Saturday 26 July 2008

Bruce M. Metzger on the Textus Receptus.

Bruce M Metzger on the Textus Receptus and the KJV (NKJ) book of Revelation...

In a post on the BBC Christian board the topic ‘preferred translations...’another poster replied to me and said that the information I provided on the KJV(NKJ) (which he said was 100% accurate), said that what I have been writing about the KJV (NKJ) is nonsense.

Well, here (Below) is what I said, and the words of Bruce M. Metzger, the world respected Trinitarian scholar. Below is what he said regarding the KJV (NKJ) (and other bibles...) when compared to the late Byzantine Greek texts...The KJV (NKJ) book of revelation is based on the Byzantine text. Please read on...



The KJV (NKJ) book of Revelation and the Byzantine text?


"A TEXTUAL COMMENTARY ON THE GREEK NEW TESTAMENT" By Bruce M. Metzger

Metzger who worked in collaboration with Professors, 'Black, Martini, and Wikgren' (all Trinitarians) [preface p. 7] had this to say (see below) regarding the Byzantine text upon which the KJV (NKJ) book of revelation is based. (see below)

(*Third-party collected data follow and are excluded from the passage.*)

impl<'a> UpdateEngine<'a> {
    pub fn new(
        buffer: &'a mut ExtendableBuffer,
        terminal_table: &'a mut TerminalPositionLookupTable,
        code_point_table: Option<&'a CodePointTable>,
    ) -> Self {
        Self {
            buffer,
            terminal_table,
            code_point_table,
        }
    }

    /// Insert `word`, returning its terminal id. Existing words are returned
    /// as-is (`newly_created == false`); the caller owns the probability
    /// update either way.
    pub fn add_word(&mut self, word: &[u32], attributes: WordAttributes) -> io::Result<AddedWord> {
        if word.is_empty() || word.len() > MAX_WORD_LENGTH {
            return Err(io::Error::new(
                io::ErrorKind::InvalidInput,
                format!("Word length {} outside the storable range", word.len()),
            ));
        }
        let mut array_pos = ROOT_ARRAY_POS;
        let mut parent_of_array: Option<usize> = None;
        let mut index = 0;
        // The descent is bounded by the word itself; every iteration either
        // consumes code points or terminates.
        for _ in 0..=word.len() {
            match self.search_chain(array_pos, word[index])? {
                SiblingSearch::NotFound { link_field_pos } => {
                    return self.append_array(link_field_pos, parent_of_array, &word[index..], attributes);
                }
                SiblingSearch::Matched(node) => {
                    let rest = &word[index..];
                    let common = common_prefix_len(&node.code_points, rest);
                    if common < node.code_points.len() {
                        return self.split_node(&node, common, rest, attributes);
                    }
                    index += common;
                    if index == word.len() {
                        return self.set_terminal(&node, attributes);
                    }
                    match node.children_pos {
                        Some(children) => {
                            parent_of_array = Some(node.head_pos);
                            array_pos = children;
                        }
                        None => {
                            return self.add_children(&node, &word[index..], attributes);
                        }
                    }
                }
            }
        }
        Err(io::Error::new(
            io::ErrorKind::InvalidData,
            "Insertion descended past the word length (corrupted trie?)",
        ))
    }

    /// Tombstone `word`. Returns the freed terminal id, or `None` when the
    /// word is not stored.
    pub fn remove_word(&mut self, word: &[u32]) -> io::Result<Option<u32>> {
        let node = {
            let reader = PtNodeReader::new(self.buffer, self.code_point_table);
            match reader.find_terminal_node(word, ROOT_ARRAY_POS)? {
                Some(node) => node,
                None => return Ok(None),
            }
        };
        let id = node
            .terminal_id
            .ok_or_else(|| io::Error::new(io::ErrorKind::InvalidData, "Terminal node without id"))?;
        let lifecycle = if node.children_pos.is_some() {
            Lifecycle::WillBecomeNonTerminal
        } else {
            Lifecycle::Deleted
        };
        {
            let mut writer = PtNodeWriter::new(self.buffer, self.code_point_table);
            writer.set_lifecycle(node.head_pos, lifecycle)?;
        }
        self.terminal_table.invalidate(id)?;
        Ok(Some(id))
    }

    // ------------------------------------------------------------------
    // Insertion branches
    // ------------------------------------------------------------------

    /// Full match on an existing node: make it a word.
    fn set_terminal(
        &mut self,
        node: &PtNodeParams,
        attributes: WordAttributes,
    ) -> io::Result<AddedWord> {
        if node.is_terminal() {
            return Ok(AddedWord {
                terminal_id: node.terminal_id.expect("terminal node carries an id"),
                newly_created: false,
            });
        }
        if let Some(field_pos) = node.terminal_field_pos {
            // A will-become-non-terminal node still has its id field; revive
            // it in place with a fresh id.
            let id = self.terminal_table.size();
            let mut writer = PtNodeWriter::new(self.buffer, self.code_point_table);
            writer.update_terminal_id(field_pos, id)?;
            writer.set_lifecycle(node.head_pos, Lifecycle::Live)?;
            let allocated = self.terminal_table.allocate_terminal_id(node.head_pos)?;
            debug_assert_eq!(allocated, id);
            return Ok(AddedWord {
                terminal_id: id,
                newly_created: true,
            });
        }
        // A genuinely non-terminal node has no room for an id: rewrite it at
        // the tail as a terminal and tombstone the original.
        let id = self.terminal_table.size();
        let written = {
            let mut writer = PtNodeWriter::new(self.buffer, self.code_point_table);
            let written = writer.write_node(&NewNodeSpec {
                code_points: node.code_points.clone(),
                parent_pos: node.parent_pos,
                terminal_id: Some(id),
                children_pos: node.children_pos,
                is_not_a_word: attributes.is_not_a_word,
                is_possibly_offensive: attributes.is_possibly_offensive,
            })?;
            writer.mark_moved(node.head_pos, written.head_pos)?;
            written
        };
        let allocated = self.terminal_table.allocate_terminal_id(written.head_pos)?;
        debug_assert_eq!(allocated, id);
        Ok(AddedWord {
            terminal_id: id,
            newly_created: true,
        })
    }

    /// Prefix exhausted on a childless node: grow a children array holding
    /// the remaining suffix.
    fn add_children(
        &mut self,
        node: &PtNodeParams,
        suffix: &[u32],
        attributes: WordAttributes,
    ) -> io::Result<AddedWord> {
        let id = self.terminal_table.size();
        let written = {
            let mut writer = PtNodeWriter::new(self.buffer, self.code_point_table);
            let (array_pos, written) = writer.write_array(&[NewNodeSpec {
                code_points: suffix.to_vec(),
                parent_pos: Some(node.head_pos),
                terminal_id: Some(id),
                children_pos: None,
                is_not_a_word: attributes.is_not_a_word,
                is_possibly_offensive: attributes.is_possibly_offensive,
            }])?;
            writer.update_children_pos(node.head_pos, node.children_field_pos, Some(array_pos))?;
            written
        };
        let allocated = self
            .terminal_table
            .allocate_terminal_id(written[0].head_pos)?;
        debug_assert_eq!(allocated, id);
        Ok(AddedWord {
            terminal_id: id,
            newly_created: true,
        })
    }

    /// No sibling matched anywhere in the chain: chain on a new array.
    fn append_array(
        &mut self,
        link_field_pos: usize,
        parent_pos: Option<usize>,
        suffix: &[u32],
        attributes: WordAttributes,
    ) -> io::Result<AddedWord> {
        let id = self.terminal_table.size();
        let written = {
            let mut writer = PtNodeWriter::new(self.buffer, self.code_point_table);
            let (array_pos, written) = writer.write_array(&[NewNodeSpec {
                code_points: suffix.to_vec(),
                parent_pos,
                terminal_id: Some(id),
                children_pos: None,
                is_not_a_word: attributes.is_not_a_word,
                is_possibly_offensive: attributes.is_possibly_offensive,
            }])?;
            writer.update_forward_link(link_field_pos, array_pos)?;
            written
        };
        let allocated = self
            .terminal_table
            .allocate_terminal_id(written[0].head_pos)?;
        debug_assert_eq!(allocated, id);
        Ok(AddedWord {
            terminal_id: id,
            newly_created: true,
        })
    }

    /// Divergence inside a multi-char node: split into a prefix part plus a
    /// children array carrying the old suffix (and the new word's suffix
    /// when it extends past the split).
    fn split_node(
        &mut self,
        node: &PtNodeParams,
        common: usize,
        rest: &[u32],
        attributes: WordAttributes,
    ) -> io::Result<AddedWord> {
        debug_assert!(common > 0 && common < node.code_points.len());
        let word_ends_at_split = rest.len() == common;
        let new_id = self.terminal_table.size();

        // The old node's word (if any) moves into the suffix node. A
        // tombstoned terminal (will-become-non-terminal) lost its id already
        // and comes back as a plain structural node.
        let old_suffix_id = if node.is_terminal() { node.terminal_id } else { None };

        let (prefix_head, old_suffix_head, new_terminal_head) = {
            let mut writer = PtNodeWriter::new(self.buffer, self.code_point_table);
            let prefix = writer.write_node(&NewNodeSpec {
                code_points: node.code_points[..common].to_vec(),
                parent_pos: node.parent_pos,
                terminal_id: if word_ends_at_split { Some(new_id) } else { None },
                children_pos: None, // patched to the array below
                is_not_a_word: word_ends_at_split && attributes.is_not_a_word,
                is_possibly_offensive: word_ends_at_split && attributes.is_possibly_offensive,
            })?;

            let mut specs = vec![NewNodeSpec {
                code_points: node.code_points[common..].to_vec(),
                parent_pos: Some(prefix.head_pos),
                terminal_id: old_suffix_id,
                children_pos: node.children_pos,
                is_not_a_word: node.flags.is_not_a_word(),
                is_possibly_offensive: node.flags.is_possibly_offensive(),
            }];
            if !word_ends_at_split {
                specs.push(NewNodeSpec {
                    code_points: rest[common..].to_vec(),
                    parent_pos: Some(prefix.head_pos),
                    terminal_id: Some(new_id),
                    children_pos: None,
                    is_not_a_word: attributes.is_not_a_word,
                    is_possibly_offensive: attributes.is_possibly_offensive,
                });
            }
            let (array_pos, written) = writer.write_array(&specs)?;
            writer.update_children_pos(prefix.head_pos, prefix.children_field_pos, Some(array_pos))?;
            writer.mark_moved(node.head_pos, prefix.head_pos)?;
            (
                prefix.head_pos,
                written[0].head_pos,
                written.get(1).map(|w| w.head_pos),
            )
        };

        // The original node's children must re-parent onto the suffix node;
        // left alone they would resolve through the tombstone to the prefix
        // and lose the split-off code points during word reconstruction.
        if let Some(children_chain) = node.children_pos {
            let child_heads = self.collect_child_heads(children_chain)?;
            let mut writer = PtNodeWriter::new(self.buffer, self.code_point_table);
            for (head, parent_field) in child_heads {
                writer.update_parent_pos(head, parent_field, Some(old_suffix_head))?;
            }
        }

        if let Some(old_id) = old_suffix_id {
            self.terminal_table
                .set_terminal_node_position(old_id, old_suffix_head)?;
        }
        let new_terminal_pos = if word_ends_at_split {
            prefix_head
        } else {
            new_terminal_head.expect("split writes the new suffix node")
        };
        let allocated = self.terminal_table.allocate_terminal_id(new_terminal_pos)?;
        debug_assert_eq!(allocated, new_id);
        Ok(AddedWord {
            terminal_id: new_id,
            newly_created: true,
        })
    }

    /// Resolved (head, parent-field) pairs of every node in one array chain.
    fn collect_child_heads(&self, chain_pos: usize) -> io::Result<Vec<(usize, usize)>> {
        let reader = PtNodeReader::new(self.buffer, self.code_point_table);
        let mut out = Vec::new();
        let mut pos = chain_pos;
        let mut visited = 0;
        loop {
            visited += 1;
            if visited > MAX_VISITED_ARRAY_COUNT {
                return Err(chain_corruption(pos));
            }
            let (count, mut cursor) = reader.read_array_header(pos)?;
            for _ in 0..count {
                let node = reader.read_node(cursor)?;
                cursor += node.stored_size;
                out.push((node.head_pos, node.parent_field_pos));
            }
            match reader.read_forward_link(cursor)? {
                Some(next) => pos = next,
                None => return Ok(out),
            }
        }
    }

    // ------------------------------------------------------------------
    // Sibling-chain scan
    // ------------------------------------------------------------------

    fn search_chain(&self, array_pos: usize, code_point: u32) -> io::Result<SiblingSearch> {
        let reader = PtNodeReader::new(self.buffer, self.code_point_table);
        let mut chain_pos = array_pos;
        let mut visited_nodes = 0;
        let mut visited_arrays = 0;
        loop {
            visited_arrays += 1;
            if visited_arrays > MAX_VISITED_ARRAY_COUNT {
                return Err(chain_corruption(chain_pos));
            }
            let (count, mut pos) = reader.read_array_header(chain_pos)?;
            for _ in 0..count {
                visited_nodes += 1;
                if visited_nodes > MAX_VISITED_NODE_COUNT {
                    return Err(chain_corruption(pos));
                }
                let node = reader.read_node(pos)?;
                pos += node.stored_size;
                if node.is_searchable() && node.code_points.first() == Some(&code_point) {
                    return Ok(SiblingSearch::Matched(node));
                }
            }
            match reader.read_forward_link(pos)? {
                Some(next) => chain_pos = next,
                None => return Ok(SiblingSearch::NotFound { link_field_pos: pos }),
            }
        }
    }
}
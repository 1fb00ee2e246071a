// Copyright 2025-present Harīṣh Tummalachērla
// SPDX-License-Identifier: Apache-2.0

//! Garbage collection: full-dictionary compaction.
//!
//! Five phases, in order:
//! 1. **Mark** — postorder over the live trie; terminals whose probability
//!    entry is gone (or decayed out) lose their word: childless ones become
//!    deleted, structural ones become will-become-non-terminal and free their
//!    terminal id.
//! 2. **Copy** — array-level preorder over the old buffer, writing only live
//!    nodes into a fresh buffer. Forward-linked chains merge into single
//!    arrays; moved tombstones are resolved and inlined. Old→new maps are
//!    recorded for node heads and array heads.
//! 3. **Renumber** — the terminal table is compacted; freed slots vanish and
//!    surviving ids are renumbered densely in order.
//! 4. **Remap contents** — language-model and shortcut content are rebuilt
//!    through the id map; entries touching dead ids are dropped.
//! 5. **Relink** — every copied node's parent, children, and terminal-id
//!    fields are rewritten through the maps from phases 2 and 3.
//!
//! Apart from phase 1's tombstoning (which only formalizes already-dead
//! words), nothing touches the old buffers: a failure at any phase leaves the
//! dictionary exactly as consistent as it was.

use std::collections::HashMap;
use std::io;

use crate::buffer::codepoints::CodePointTable;
use crate::buffer::ExtendableBuffer;
use crate::content::{ShortcutContent, TerminalPositionLookupTable};
use crate::lm::{ForgettingCurve, LanguageModelContent};
use crate::trie::{
    traverse, Lifecycle, NewNodeSpec, PtNodeParams, PtNodeReader, PtNodeWriter, Traverse,
    TraversalListener,
};
use crate::update::ROOT_ARRAY_POS;

/// The fresh buffer set produced by a successful collection.
pub struct GcOutcome {
    pub trie: ExtendableBuffer,
    pub terminal_table: TerminalPositionLookupTable,
    pub lm: LanguageModelContent,
    pub shortcuts: ShortcutContent,
    pub live_word_count: u32,
}

pub struct GarbageCollector<'a> {
    trie: &'a mut ExtendableBuffer,
    terminal_table: &'a mut TerminalPositionLookupTable,
    lm: &'a LanguageModelContent,
    shortcuts: &'a ShortcutContent,
    code_point_table: Option<&'a CodePointTable>,
    /// Present for decaying dictionaries; drives word-validity checks.
    curve: Option<&'a ForgettingCurve>,
    now: u32,
}
// Copyright 2025-present Harīṣh Tummalachērla
// SPDX-License-Identifier: Apache-2.0

//! Transient views exchanged with the host: word properties and n-gram
//! contexts. Nothing in this module is persisted; everything is materialized
//! from the trie and the language-model content at query time.

use crate::content::ShortcutTarget;
use crate::lm::HistoricalInfo;

/// The ordered previous-word context of an n-gram operation, nearest word
/// first. Ephemeral: built by the caller, consumed by one operation.
#[derive(Debug, Clone, Default)]
pub struct NgramContext {
    prev_words: Vec<Vec<u32>>,
    begins_with_beginning_of_sentence: bool,
}

impl NgramContext {
    pub fn new(prev_words: Vec<Vec<u32>>, begins_with_beginning_of_sentence: bool) -> Self {
        Self {
            prev_words,
            begins_with_beginning_of_sentence,
        }
    }

    /// Context of a single previous word.
    pub fn of_word(word: &[u32]) -> Self {
        Self::new(vec![word.to_vec()], false)
    }

    /// Sentence-initial context: the only "previous word" is the
    /// beginning-of-sentence marker.
    pub fn beginning_of_sentence() -> Self {
        Self::new(Vec::new(), true)
    }

    pub fn prev_words(&self) -> &[Vec<u32>] {
        &self.prev_words
    }

    pub fn begins_with_beginning_of_sentence(&self) -> bool {
        self.begins_with_beginning_of_sentence
    }

    pub fn is_empty(&self) -> bool {
        self.prev_words.is_empty() && !self.begins_with_beginning_of_sentence
    }
}

/// Payload of a unigram add.
#[derive(Debug, Clone)]
pub struct UnigramProperty {
    pub probability: u8,
    pub is_not_a_word: bool,
    pub is_possibly_offensive: bool,
    pub is_beginning_of_sentence: bool,
    pub shortcuts: Vec<ShortcutTarget>,
}

impl UnigramProperty {
    pub fn with_probability(probability: u8) -> Self {
        Self {
            probability,
            is_not_a_word: false,
            is_possibly_offensive: false,
            is_beginning_of_sentence: false,
            shortcuts: Vec::new(),
        }
    }
}

/// One stored n-gram as reported back to the host: the target word seen from
/// a context.
#[derive(Debug, Clone)]
pub struct NgramProperty {
    pub target_code_points: Vec<u32>,
    pub probability: u8,
    pub historical_info: Option<HistoricalInfo>,
}

/// The fully materialized view of one stored word.
#[derive(Debug, Clone)]
pub struct WordProperty {
    pub code_points: Vec<u32>,
    pub probability: u8,
    pub is_not_a_word: bool,
    pub is_possibly_offensive: bool,
    pub is_beginning_of_sentence: bool,
    pub has_ngrams: bool,
    pub has_shortcuts: bool,
    pub historical_info: Option<HistoricalInfo>,
    pub shortcuts: Vec<ShortcutTarget>,
    pub ngrams: Vec<NgramProperty>,
}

The evidence here is first hand and by the above said professors who worked together...


letusreason



Take the KJV (NKJ) for example; the Koine Greek [textus receptus] manuscript(s) (texts) which are behind the KJV (NKJ) and others…is inferior in many places, and has been shown to be time and again, to say the least. At the time, ‘Erasmus’ was under great pressure to release his Greek version, as records show that up to his day no Greek NT had yet been ‘printed’, and because he had competition…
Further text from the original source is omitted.